想起叶吟,秦艾的嘴角不禁上扬,心中那份深藏的爱慕之心,入骨相思知不知。
此刻她在做什么呢?是写字还是画画?无论哪一样他都喜欢。秦艾爱意翻涌,不禁遥想往后此生,云淡碧水蓝天,陪她写字,作画,下棋……
很快绕过小黑潭,潭水潺潺声入耳,他远远凝望着叶吟的倩影。
她在灶前熬药,伴着灶火翻滚,药香随空气弥散,秦艾深深吸入肺腑,面露陶醉之色,不禁感慨。草药五味,人生百态,能用一剂良方救死扶伤的人,定是九天玄女飘然下凡。
环顾四周,不见萧暮然的踪影,秦艾心中暗喜,真乃天助我也。可他心中紧张,脸庞绯红,双手紧掐着艳丽的花束,他还没做好表白的准备,犹豫间继续观望。

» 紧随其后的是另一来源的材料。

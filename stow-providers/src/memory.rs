// SPDX-License-Identifier: AGPL-3.0-or-later
//! In-process scratch storage with object-store semantics
//!
//! Directories are implied by key prefixes or explicit markers, the way an
//! S3 bucket behaves. Nothing survives the process.

use async_trait::async_trait;
use bytes::{Bytes, BytesMut};
use chrono::{DateTime, Utc};
use futures::stream;
use parking_lot::RwLock;
use std::collections::{BTreeMap, BTreeSet};
use std::sync::Arc;

use stow_core::{
    BoxSink, ByteSink, ByteStream, Capabilities, EntryMeta, StorageDriver, StorageKind,
    StoragePath, StowError, StowResult,
};

const READ_CHUNK: usize = 64 * 1024;

#[derive(Clone)]
struct Object {
    data: Bytes,
    modified: DateTime<Utc>,
    revision: String,
}

#[derive(Default)]
struct State {
    objects: BTreeMap<String, Object>,
    markers: BTreeSet<String>,
}

impl State {
    fn has_children(&self, key: &str) -> bool {
        let prefix = dir_prefix(key);
        self.objects
            .range(prefix.clone()..)
            .next()
            .is_some_and(|(k, _)| k.starts_with(&prefix))
            || self
                .markers
                .range(prefix.clone()..)
                .next()
                .is_some_and(|k| k.starts_with(&prefix))
    }

    fn is_directory(&self, key: &str) -> bool {
        key.is_empty() || self.markers.contains(key) || self.has_children(key)
    }

    fn file_ancestor(&self, path: &StoragePath) -> Option<StoragePath> {
        let mut current = path.parent();
        while let Some(p) = current {
            if self.objects.contains_key(&p.as_key()) {
                return Some(p);
            }
            current = p.parent();
        }
        None
    }
}

fn dir_prefix(key: &str) -> String {
    if key.is_empty() {
        String::new()
    } else {
        format!("{key}/")
    }
}

/// In-memory backend
#[derive(Clone, Default)]
pub struct MemoryBackend {
    state: Arc<RwLock<State>>,
}

impl MemoryBackend {
    pub fn new() -> Self {
        Self::default()
    }

    /// Total bytes held
    pub fn used_bytes(&self) -> u64 {
        self.state.read().objects.values().map(|o| o.data.len() as u64).sum()
    }

    fn entry(path: StoragePath, object: &Object) -> EntryMeta {
        EntryMeta::file(path, object.data.len() as u64)
            .with_modified(Some(object.modified))
            .with_revision(Some(object.revision.clone()))
    }
}

#[async_trait]
impl StorageDriver for MemoryBackend {
    fn kind(&self) -> StorageKind {
        StorageKind::Memory
    }

    fn capabilities(&self) -> Capabilities {
        Capabilities::object_store()
    }

    async fn health_check(&self) -> StowResult<()> {
        Ok(())
    }

    async fn list(&self, path: &StoragePath) -> StowResult<Vec<EntryMeta>> {
        let key = path.as_key();
        let state = self.state.read();
        if state.objects.contains_key(&key) {
            return Err(StowError::NotADirectory(path.to_string()));
        }
        if !state.is_directory(&key) {
            return Err(StowError::NotFound(path.to_string()));
        }

        let prefix = dir_prefix(&key);
        let mut children: BTreeMap<String, EntryMeta> = BTreeMap::new();
        let object_keys = state
            .objects
            .range(prefix.clone()..)
            .take_while(|(k, _)| k.starts_with(&prefix));
        for (k, object) in object_keys {
            let rest = &k[prefix.len()..];
            match rest.split_once('/') {
                Some((dir, _)) => {
                    if !children.contains_key(dir) {
                        children.insert(dir.to_string(), EntryMeta::directory(path.join(dir)?));
                    }
                }
                None => {
                    children.insert(rest.to_string(), Self::entry(path.join(rest)?, object));
                }
            }
        }
        let marker_keys = state
            .markers
            .range(prefix.clone()..)
            .take_while(|k| k.starts_with(&prefix));
        for k in marker_keys {
            let rest = &k[prefix.len()..];
            let dir = rest.split_once('/').map_or(rest, |(d, _)| d);
            if !children.contains_key(dir) {
                children.insert(dir.to_string(), EntryMeta::directory(path.join(dir)?));
            }
        }
        Ok(children.into_values().collect())
    }

    async fn stat(&self, path: &StoragePath) -> StowResult<EntryMeta> {
        let key = path.as_key();
        let state = self.state.read();
        if let Some(object) = state.objects.get(&key) {
            return Ok(Self::entry(path.clone(), object));
        }
        if state.is_directory(&key) {
            return Ok(EntryMeta::directory(path.clone()));
        }
        Err(StowError::NotFound(path.to_string()))
    }

    async fn open_read(&self, path: &StoragePath, offset: u64) -> StowResult<ByteStream> {
        let key = path.as_key();
        let data = {
            let state = self.state.read();
            match state.objects.get(&key) {
                Some(object) => object.data.clone(),
                None if state.is_directory(&key) => return Err(StowError::NotAFile(path.to_string())),
                None => return Err(StowError::NotFound(path.to_string())),
            }
        };

        let start = usize::try_from(offset).unwrap_or(usize::MAX).min(data.len());
        let rest = data.slice(start..);
        let chunks: Vec<StowResult<Bytes>> = (0..rest.len())
            .step_by(READ_CHUNK)
            .map(|at| Ok(rest.slice(at..(at + READ_CHUNK).min(rest.len()))))
            .collect();
        Ok(Box::pin(stream::iter(chunks)))
    }

    async fn open_write(&self, path: &StoragePath) -> StowResult<BoxSink> {
        if path.is_root() {
            return Err(StowError::NotAFile(path.to_string()));
        }
        {
            let state = self.state.read();
            if let Some(ancestor) = state.file_ancestor(path) {
                return Err(StowError::NotADirectory(ancestor.to_string()));
            }
            let key = path.as_key();
            if !state.objects.contains_key(&key) && state.is_directory(&key) {
                return Err(StowError::NotAFile(path.to_string()));
            }
        }
        Ok(Box::new(MemorySink {
            state: Arc::clone(&self.state),
            path: path.clone(),
            buffer: BytesMut::new(),
        }))
    }

    async fn mkdir(&self, path: &StoragePath) -> StowResult<()> {
        let key = path.as_key();
        if key.is_empty() {
            return Ok(());
        }
        let mut state = self.state.write();
        if state.objects.contains_key(&key) {
            return Err(StowError::AlreadyExists(path.to_string()));
        }
        if let Some(ancestor) = state.file_ancestor(path) {
            return Err(StowError::NotADirectory(ancestor.to_string()));
        }
        state.markers.insert(key);
        Ok(())
    }

    async fn remove(&self, path: &StoragePath, recursive: bool) -> StowResult<()> {
        let key = path.as_key();
        let mut state = self.state.write();
        if state.objects.remove(&key).is_some() {
            return Ok(());
        }
        if !state.is_directory(&key) {
            return Err(StowError::NotFound(path.to_string()));
        }
        if !recursive && state.has_children(&key) {
            return Err(StowError::Other(format!("directory not empty: {path}")));
        }

        let prefix = dir_prefix(&key);
        state.objects.retain(|k, _| !k.starts_with(&prefix));
        state.markers.retain(|k| k != &key && !k.starts_with(&prefix));
        Ok(())
    }

    async fn move_native(&self, _src: &StoragePath, _dst: &StoragePath) -> StowResult<bool> {
        Ok(false)
    }
}

struct MemorySink {
    state: Arc<RwLock<State>>,
    path: StoragePath,
    buffer: BytesMut,
}

#[async_trait]
impl ByteSink for MemorySink {
    async fn write(&mut self, chunk: Bytes) -> StowResult<()> {
        self.buffer.extend_from_slice(&chunk);
        Ok(())
    }

    async fn commit(self: Box<Self>) -> StowResult<EntryMeta> {
        let data = self.buffer.freeze();
        let object = Object {
            revision: blake3::hash(&data).to_hex().to_string(),
            modified: Utc::now(),
            data,
        };
        let entry = MemoryBackend::entry(self.path.clone(), &object);
        self.state.write().objects.insert(self.path.as_key(), object);
        Ok(entry)
    }

    async fn abort(self: Box<Self>) -> StowResult<()> {
        Ok(())
    }
}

看她一丝不苟的模样,秦艾也不好打扰,自我安慰:不急,再等等,时机还未成熟。
半个时辰后,叶吟眯着眼,手持薄扇,轻轻扇开那袅袅升起的药气,快速用筷子挑拨煮沸的药汁,约莫着三碗水熬成了一碗,拎起药壶准备将汤药倒入碗中。
不知怎的,她竟忘了药壶还烫,手指瞬间感到赤烈烈的灼痛,她忍着烫将药壶放回灶上,吹着微微发红的手指。想来从小就煎药的她还是第一次被烫到,不禁皱皱眉头,抱怨自己粗心。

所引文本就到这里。